FLAMES ARE JUST THE OBVIOUS DANGER FROM WILDFIRES

This picture is a photo of a California transmitting site after one of the California wildfires. It could just as easily be a photo of a New Mexico transmitting site after one of the current and recent wildfires. And it could be your site!

A few weeks ago the FCC asked for reports of broadcast and communications, including cell phone, facilities in New Mexico due to wildfires. In that report no broadcast stations reported losing facilities, although there were reports of stations using alternate tower facilities not in the burn areas. A number of cell sites and 2-way radio facilities were rendered unusable by the fires.

If you have a remote transmitter site, or have remote translator sites, you could be next!

Wildfires naturally go up inclines, which favors flames headed up mountaintops. And where do we put towers for translators and FM and TV transmitters? Atop hills and mountaintops, of course.

Simply clearing the brush around your site could save your site. If whoever owns the site where you have translators and transmitters will let you clear encroaching trees, you’re well advised to do so.
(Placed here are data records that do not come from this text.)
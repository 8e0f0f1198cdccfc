//! Scope tree construction.
//!
//! The plan is an arena of scopes addressed by [`ScopeId`]. Children are
//! owned by the arena and listed by their parent in first-seen order; each
//! scope keeps its parent id for upward lookups only.
//!
//! Keys are processed strictly in the order they appear in the descriptor.
//! Hoisting directives (`atRules`, `keyframes`, `mixins`, `media`) attach
//! their output to an ancestor scope instead of the current one:
//!
//! ```text
//! Global
//! ├── Element ".menu"          { width:600px }
//! │   └── Nested " div"        { position:relative }
//! ├── Media "@media (max-width:1280px)"
//! │   ├── Element ".menu"      { width:400px }
//! │   └── Element ".menu div"  { position:absolute }
//! └── Mixin "body"             { margin:0 }
//! ```

use std::collections::HashMap;

use serde::Serialize;
use stylight_descriptor::{StyleDescriptor, Value};

use crate::directive::{Directive, AT_RULES, KEYFRAMES, MEDIA, MIXINS, SELECTOR_QUALIFIER};
use crate::keyframes::render_keyframes;
use crate::properties::{render_declaration, render_declarations};
use crate::seed::SeedFn;
use crate::CompileError;

/// Stable handle of a scope inside its plan.
#[derive(Debug, Clone, Copy, PartialEq, Eq, Hash, Serialize)]
pub struct ScopeId(usize);

/// What a scope contributes to the output.
#[derive(Debug, Clone, Copy, PartialEq, Eq, Hash, Serialize)]
#[serde(rename_all = "lowercase")]
pub enum ScopeKind {
    /// A top-level rule, or a rule hosted inside a media block.
    Element,
    /// A `&` selector appended to its parent's selector.
    Nested,
    /// An `@media` block.
    Media,
    /// A rule emitted without a selector qualifier.
    Mixin,
    /// The stylesheet root.
    Global,
}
In addition to the prospect of your building burning down there are two other strong threats which may not be quite so obvious but are dangers nonetheless.

Even if the fire never reaches your building, smoke from the fire can take you off the air. Believe it or not, smoke conducts electricity. There’s nothing like a conductive cloud of smoke entering your building shorting out the electricity! In extreme cases, smoke can so badly damage a transmitter that it’s not economical to repair.

And then there’s your tower. It’s made of steel. Surely the fire can’t damage it, right?

Wrong.

Steel that’s allowed to cool slowly, like from a wildfire engulfing it, becomes weaker than steel that’s quickly cooled. Slowly cooling hot metals is called “annealing,” and results in more bendable metal – great for some applications, but not for towers.

And trees weakened from the fire can easily fall into your tower’s guy wires, snapping one or more of them, dropping the tower to the ground. In addition, one or more trees can fall right onto your building, damaging the walls, the roof, and the equipment inside.

Can there be any other problems? You bet. After a wildfire in areas with lots of trees, the trees will begin to fall down. Some number of them are guaranteed to fall across the access road to your site. Just one more good reason to have clear space both in and adjacent to your site and your access road.

In some areas the local Soil and Water Conservation District may help with the cost of removing brush and trees within your transmitter site. The Cuidad Soil and Water Conservation District which includes Albuquerque’s Sandia Crest years ago offered to cover 50 cents of every dollar spent making the Sandia Crest Electronic Use Site more wildfire proof.